The initial story on Riverside’s communication was published on Jan 2 on Inside Higher Ed and evoked lots of angry comments.  They were anticipated by this denunciation, dated December 20th, which termed Riverside professors “Overlords,” “elitist and out of touch,” and “unconscionable,” along with a few f-words.

Tenured Radical, a blogger who uses a name that lost its edgy irony 20 years ago, criticized that response by noting that it might not have been the English department’s fault. Perhaps funding didn’t come through until late, she suggests, or an affirmative action officer delayed the process.

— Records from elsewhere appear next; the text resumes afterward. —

//! `SQLite` connection pool setup and migration runner.

use std::str::FromStr;

use sqlx::SqlitePool;
use sqlx::sqlite::{SqliteConnectOptions, SqlitePoolOptions};

use crate::error::{ConfigError, StorageError};

/// Pool size used when `PROVISIONING_DATABASE_MAX_CONNECTIONS` is unset.
pub const DEFAULT_MAX_CONNECTIONS: u32 = 5;

/// Configuration for the `SQLite` storage adapter.
#[derive(Debug, Clone, PartialEq, Eq)]
pub struct Config {
    /// `SQLite` connection URL (e.g. `sqlite:numbers.db` or `sqlite::memory:`).
    pub database_url: String,
    pub max_connections: u32,
}

impl Config {
    /// Configuration for `database_url` with the default pool size.
    #[must_use]
    pub fn new(database_url: impl Into<String>) -> Self {
        Self {
            database_url: database_url.into(),
            max_connections: DEFAULT_MAX_CONNECTIONS,
        }
    }

    /// Read configuration from environment variables.
    ///
    /// # Errors
    ///
    /// Returns an error if `PROVISIONING_DATABASE_URL` is not set, or if
    /// `PROVISIONING_DATABASE_MAX_CONNECTIONS` is set but not a number.
    pub fn from_env() -> Result<Self, ConfigError> {
        let database_url =
            std::env::var("PROVISIONING_DATABASE_URL").map_err(ConfigError::MissingDatabaseUrl)?;
        let max_connections = std::env::var("PROVISIONING_DATABASE_MAX_CONNECTIONS")
            .ok()
            .map(|raw| parse_max_connections(&raw))
            .transpose()?
            .unwrap_or(DEFAULT_MAX_CONNECTIONS);
        Ok(Self {
            database_url,
            max_connections,
        })
    }

    /// Build a [`Database`] from this configuration.
    ///
    /// Creates the connection pool, creates the database file if missing,
    /// and runs all pending migrations.
    ///
    /// # Errors
    ///
    /// Returns [`StorageError`] if the connection or migrations fail.
    pub async fn build(self) -> Result<Database, StorageError> {
        Database::initialize(&self).await
    }
}

fn parse_max_connections(raw: &str) -> Result<u32, ConfigError> {
    raw.trim()
        .parse::<std::num::NonZeroU32>()
        .map(std::num::NonZeroU32::get)
        .map_err(ConfigError::InvalidMaxConnections)
}

/// Holds the `SQLite` connection pool and provides access to it.
pub struct Database {
    pool: SqlitePool,
}

impl Database {
    async fn initialize(config: &Config) -> Result<Self, StorageError> {
        let options = SqliteConnectOptions::from_str(&config.database_url)?.create_if_missing(true);

        let pool = SqlitePoolOptions::new()
            .max_connections(config.max_connections)
            .connect_with(options)
            .await?;

        sqlx::migrate!("./migrations").run(&pool).await?;

        tracing::info!(
            max_connections = config.max_connections,
            "incoming phone number storage ready"
        );

        Ok(Self { pool })
    }

    /// Borrow the underlying connection pool.
    #[must_use]
    pub fn pool(&self) -> &SqlitePool {
        &self.pool
    }
}

#[cfg(test)]
mod tests {
    use super::*;

    #[tokio::test]
    async fn should_create_pool_and_run_migrations_when_using_memory_db() {
        let db = Config::new("sqlite::memory:").build().await.unwrap();

        let tables: Vec<(String,)> = sqlx::query_as(
            "SELECT name FROM sqlite_master \
             WHERE type = 'table' AND name NOT LIKE 'sqlite_%' AND name != '_sqlx_migrations' \
             ORDER BY name",
        )
        .fetch_all(db.pool())
        .await
        .unwrap();

        let names: Vec<&str> = tables.iter().map(|row| row.0.as_str()).collect();
        assert_eq!(names, ["applications", "incoming_phone_numbers"]);
    }

    #[test]
    fn should_default_pool_size() {
        let config = Config::new("sqlite::memory:");
        assert_eq!(config.max_connections, DEFAULT_MAX_CONNECTIONS);
    }

    #[test]
    fn should_parse_max_connections() {
        assert_eq!(parse_max_connections(" 12 ").unwrap(), 12);
        assert!(matches!(
            parse_max_connections("0"),
            Err(ConfigError::InvalidMaxConnections(_))
        ));
        assert!(matches!(
            parse_max_connections("many"),
            Err(ConfigError::InvalidMaxConnections(_))
        ));
    }
}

But Inside Higher Ed blames the department:

the committee — using a new system for reviewing applications — discovered two weeks ago that some applications had been read by only one search committee member, and others hadn’t been read at all. The committee tried to catch up, but was still behind. Applications had only started to be reviewed November 25, and there just wasn’t enough time, she said [“she” is the head of the search committee].

Ah, one month, not “enough time,” applications left unread, a “new system” . . .

And then the department chair, Deborah Willis, adds this condescending note which seems perfectly calculated to infuriate every person who has ever failed to earn a regular job or even get an interview.

The job search is, especially for entry-level positions, a stressful, challenging, exhausting process, and I can understand why job seekers would be upset about anything that makes it more stressful. We all have a lot of sympathy for our applicants — especially since we’ve all been through it ourselves. But the big problems are the things that make the job market so terrible in the first place — budget cuts, dwindling support for public universities, the increasing reliance on adjunct faculty, etc. The timing of an interview request seems pretty minor in the great scheme of things.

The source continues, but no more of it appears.